**Work instructions:** What lines in the records include the string "task"? Return each one.

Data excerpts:
-------------------------

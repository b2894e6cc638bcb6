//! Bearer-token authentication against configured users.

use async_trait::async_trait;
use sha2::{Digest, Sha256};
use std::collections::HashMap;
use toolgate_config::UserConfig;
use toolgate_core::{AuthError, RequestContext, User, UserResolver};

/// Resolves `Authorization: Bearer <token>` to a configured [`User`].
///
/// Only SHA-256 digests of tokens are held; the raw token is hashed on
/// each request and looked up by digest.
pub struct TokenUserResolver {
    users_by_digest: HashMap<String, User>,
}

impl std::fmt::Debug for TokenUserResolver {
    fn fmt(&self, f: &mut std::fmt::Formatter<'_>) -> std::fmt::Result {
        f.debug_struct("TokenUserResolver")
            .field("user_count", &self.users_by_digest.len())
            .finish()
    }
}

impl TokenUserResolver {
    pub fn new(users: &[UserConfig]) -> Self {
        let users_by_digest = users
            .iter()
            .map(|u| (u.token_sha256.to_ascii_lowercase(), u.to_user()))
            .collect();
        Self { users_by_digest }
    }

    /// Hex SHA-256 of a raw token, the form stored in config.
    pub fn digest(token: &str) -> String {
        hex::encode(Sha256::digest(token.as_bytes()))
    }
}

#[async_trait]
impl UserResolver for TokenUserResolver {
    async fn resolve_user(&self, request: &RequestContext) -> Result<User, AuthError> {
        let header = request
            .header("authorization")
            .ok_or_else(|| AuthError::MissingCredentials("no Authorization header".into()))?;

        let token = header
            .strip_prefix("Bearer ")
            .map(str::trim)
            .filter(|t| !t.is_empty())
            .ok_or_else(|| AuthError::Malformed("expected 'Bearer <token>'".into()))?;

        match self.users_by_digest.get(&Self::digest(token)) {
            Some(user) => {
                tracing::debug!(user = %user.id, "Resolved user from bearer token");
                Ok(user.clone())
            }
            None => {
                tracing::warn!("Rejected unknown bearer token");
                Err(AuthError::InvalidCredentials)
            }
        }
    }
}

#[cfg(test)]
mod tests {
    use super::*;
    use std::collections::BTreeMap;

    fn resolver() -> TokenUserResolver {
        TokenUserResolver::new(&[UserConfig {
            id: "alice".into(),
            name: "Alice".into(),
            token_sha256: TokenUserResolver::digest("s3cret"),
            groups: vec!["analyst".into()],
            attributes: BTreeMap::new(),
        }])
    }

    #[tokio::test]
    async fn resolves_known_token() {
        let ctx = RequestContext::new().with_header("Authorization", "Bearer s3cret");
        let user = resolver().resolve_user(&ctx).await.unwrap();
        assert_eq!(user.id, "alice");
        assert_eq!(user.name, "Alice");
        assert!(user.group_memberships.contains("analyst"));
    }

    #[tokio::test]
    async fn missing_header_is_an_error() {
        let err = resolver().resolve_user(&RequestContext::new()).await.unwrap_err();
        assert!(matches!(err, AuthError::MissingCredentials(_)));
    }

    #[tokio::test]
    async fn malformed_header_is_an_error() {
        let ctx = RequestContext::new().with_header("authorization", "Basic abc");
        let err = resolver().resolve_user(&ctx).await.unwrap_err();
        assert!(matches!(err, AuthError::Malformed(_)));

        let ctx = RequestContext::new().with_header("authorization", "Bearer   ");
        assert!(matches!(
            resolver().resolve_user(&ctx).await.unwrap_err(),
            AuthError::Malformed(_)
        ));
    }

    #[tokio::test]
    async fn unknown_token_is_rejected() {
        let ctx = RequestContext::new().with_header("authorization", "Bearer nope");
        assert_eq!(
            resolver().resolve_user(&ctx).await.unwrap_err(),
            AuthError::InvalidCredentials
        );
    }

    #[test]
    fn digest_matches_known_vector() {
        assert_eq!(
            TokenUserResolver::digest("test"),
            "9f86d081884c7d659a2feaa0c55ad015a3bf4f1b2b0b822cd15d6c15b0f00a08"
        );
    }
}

-------------------------

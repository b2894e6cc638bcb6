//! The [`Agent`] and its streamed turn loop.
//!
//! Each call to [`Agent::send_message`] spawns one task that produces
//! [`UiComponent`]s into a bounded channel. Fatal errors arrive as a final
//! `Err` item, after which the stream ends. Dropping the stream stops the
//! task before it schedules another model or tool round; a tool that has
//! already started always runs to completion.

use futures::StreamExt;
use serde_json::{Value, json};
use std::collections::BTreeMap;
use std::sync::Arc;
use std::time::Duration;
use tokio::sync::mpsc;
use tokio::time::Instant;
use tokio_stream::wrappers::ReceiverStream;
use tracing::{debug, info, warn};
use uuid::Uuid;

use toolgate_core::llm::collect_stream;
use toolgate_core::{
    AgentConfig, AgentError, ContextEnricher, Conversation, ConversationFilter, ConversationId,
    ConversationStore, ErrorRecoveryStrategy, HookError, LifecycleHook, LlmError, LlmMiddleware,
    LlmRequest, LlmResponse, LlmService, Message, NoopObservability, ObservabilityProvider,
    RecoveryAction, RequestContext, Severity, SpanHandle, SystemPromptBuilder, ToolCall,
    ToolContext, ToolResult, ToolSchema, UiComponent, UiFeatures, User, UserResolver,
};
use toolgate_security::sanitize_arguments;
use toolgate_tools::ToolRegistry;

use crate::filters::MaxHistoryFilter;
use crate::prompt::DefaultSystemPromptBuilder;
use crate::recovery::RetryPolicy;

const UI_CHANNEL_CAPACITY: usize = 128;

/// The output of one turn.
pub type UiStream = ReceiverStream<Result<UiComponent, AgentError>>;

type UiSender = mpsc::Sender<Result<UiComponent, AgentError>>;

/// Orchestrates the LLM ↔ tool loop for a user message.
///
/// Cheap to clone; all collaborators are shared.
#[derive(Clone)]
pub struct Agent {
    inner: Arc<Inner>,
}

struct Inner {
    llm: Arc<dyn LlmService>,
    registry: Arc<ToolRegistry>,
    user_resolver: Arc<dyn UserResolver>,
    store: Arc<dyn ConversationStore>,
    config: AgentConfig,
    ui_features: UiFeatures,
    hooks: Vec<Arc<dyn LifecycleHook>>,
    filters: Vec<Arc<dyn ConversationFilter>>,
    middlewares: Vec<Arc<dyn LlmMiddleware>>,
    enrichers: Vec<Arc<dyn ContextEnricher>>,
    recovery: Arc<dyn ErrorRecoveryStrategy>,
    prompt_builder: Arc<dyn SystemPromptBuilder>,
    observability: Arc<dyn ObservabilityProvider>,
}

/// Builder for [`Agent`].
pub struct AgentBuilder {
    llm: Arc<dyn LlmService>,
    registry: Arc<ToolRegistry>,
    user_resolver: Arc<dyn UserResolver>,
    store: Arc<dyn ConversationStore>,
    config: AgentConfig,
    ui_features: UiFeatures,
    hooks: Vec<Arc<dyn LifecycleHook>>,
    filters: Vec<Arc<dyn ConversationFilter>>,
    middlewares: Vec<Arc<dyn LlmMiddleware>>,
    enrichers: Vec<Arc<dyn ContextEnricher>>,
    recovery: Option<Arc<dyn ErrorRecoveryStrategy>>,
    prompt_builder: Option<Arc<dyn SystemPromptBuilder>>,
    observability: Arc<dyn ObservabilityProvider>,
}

-------------------------

**Solution for this exercise:**
//! Each call to [`Agent::send_message`] spawns one task that produces
//! task before it schedules another model or tool round; a tool that has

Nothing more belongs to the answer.